16 May Using Yoga Poses to Ease Lower Back Pain
Do you need back pain relief in Chicago? If so, you’re not alone. Many people experience back pain at some point in their lives. In fact, it’s one of the most common complaints people have. There are many different causes of back pain, and fortunately, there are also many different treatments available.
One treatment that has been shown to be effective is yoga. Yoga stretches for lower back pain can help to stretch and strengthen the muscles in your back, which can help to relieve pain. In this blog post, we will discuss five yoga poses that can help to ease back pain.
Why It’s Beneficial
Yoga is a low-impact form of exercise, which makes it a good option for people who suffer from back pain. In addition, yoga can help to improve your flexibility and range of motion, which can also help to reduce back pain.
Best Poses to Ease Back Pain
Start by standing up tall with your feet hip-width apart. Then, bend your knees and place your hands on the ground in front of you. Step your right foot forward so that it is between your hands. Make sure that your right knee is directly over your right ankle and that your left leg is straight behind you. If you need to, place your fingertips on blocks or books to make sure that they are parallel to each other. Hold this pose for five to eight breaths.
Warrior III Pose
Start in Mountain Pose with your feet hip-width apart. Step your right foot back and place your left hand on your hip. Bend your right knee and reach your right arm forward so that it is parallel to the ground.
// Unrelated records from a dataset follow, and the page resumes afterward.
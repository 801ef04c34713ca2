//! Playback state and every operation that moves, mutates or redraws it.
//!
//! A [`Session`] owns the catalog, the playback state, the window geometry
//! and the timers. It is driven from a single event-processing context: one
//! key press or timer callback at a time, so nothing here locks.

mod render;

use std::time::{Duration, Instant};

use rand::rngs::StdRng;
use rand::{Rng, SeedableRng};
use tracing::{debug, error, info};

use crate::catalog::{Catalog, CatalogBuild, Direction, ImagePath, ScanOptions};
use crate::config::Settings;
use crate::error::Error;
use crate::events::{Command, Flow, TimerKind};
use crate::geometry::Geometry;
use crate::services::{DecodedImage, ImageService, Screen, Trash};
use crate::tasks::files::DeletionLog;
use crate::timers::{TimerHandle, TimerQueue, TimerSlot};

/// Position and mode of the slideshow.
#[derive(Debug, Clone, PartialEq, Eq)]
pub struct PlaybackState {
    pub index: usize,
    /// Index before the most recent move; [`Session::go_back`] returns here.
    pub previous: usize,
    pub paused: bool,
    pub shuffled: bool,
    pub delay: Duration,
}

#[derive(Debug, Clone, Copy, PartialEq, Eq)]
pub enum Phase {
    Running,
    /// Nothing left to show; the session should end.
    Empty,
}

/// How to move on when the image a transition landed on cannot be shown.
#[derive(Debug, Clone, Copy, PartialEq, Eq)]
enum Retry {
    /// Same rule as auto-advance: random when shuffled, else forward.
    Next,
    Step(Direction),
    Random,
}

/// The image currently on screen.
#[derive(Debug)]
struct Shown {
    path: ImagePath,
    image: DecodedImage,
    frame: usize,
}

#[derive(Debug, Clone)]
struct Tuning {
    min_delay: Duration,
    delay_step: Duration,
    resize_debounce: Duration,
    rescan_debounce: Duration,
    min_frame_delay: Duration,
    windowed: Geometry,
}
Then, lift your left leg off of the ground behind you and extend it straight out behind you. You should be balancing on your standing leg. Hold this pose for five to eight breaths before repeating on the other side.
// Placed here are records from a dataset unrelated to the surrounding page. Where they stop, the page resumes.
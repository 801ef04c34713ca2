pub mod catalog;
pub mod config;
pub mod error;
pub mod events;
pub mod geometry;
pub mod keymap;
pub mod services;
pub mod session;
pub mod timers;
pub mod processing {
    pub mod layout;
    pub mod resize;
}
pub mod render {
    pub mod gpu;
}
pub mod tasks {
    pub mod files;
    pub mod loader;
    pub mod viewer;
}

pub use catalog::{Catalog, CatalogBuild, ScanOptions};
pub use config::{Configuration, LaunchOptions, Settings};
pub use error::Error;
pub use session::{Phase, PlaybackState, Session};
Start in Mountain Pose with your feet hip-width apart. Bend your knees and lower yourself down into a squatting position, bringing your thighs parallel to the ground. Reach your arms straight out in front of you and press your palms together. Hold this pose for five to eight breaths.
Start on your hands and knees with your knees hip-width apart and your feet flat on the ground. Place your palms on the back of your pelvis, fingers pointing down. As you inhale, lift your tailbone up toward the ceiling and arch your back. As you exhale, tuck your chin into your chest and round your back. Repeat this sequence for five to eight breaths.
Start on all fours with hands directly below shoulders and knees directly below hips) As you inhale, arch your back and look up toward the ceiling. As you exhale, round your back and tuck your chin into your chest. Repeat this sequence for five to eight breaths.
There are many other yoga poses that can help to ease back pain. If you suffer from back pain, talk to a yoga instructor or physical therapist about which poses may be right for you. In addition to yoga, there are many other treatments that can help to relieve back pain. These include massage, acupuncture, and chiropractic care. Know when to see a back pain doctor and find out what treatment options may be right for you. Thank you for reading. Namaste!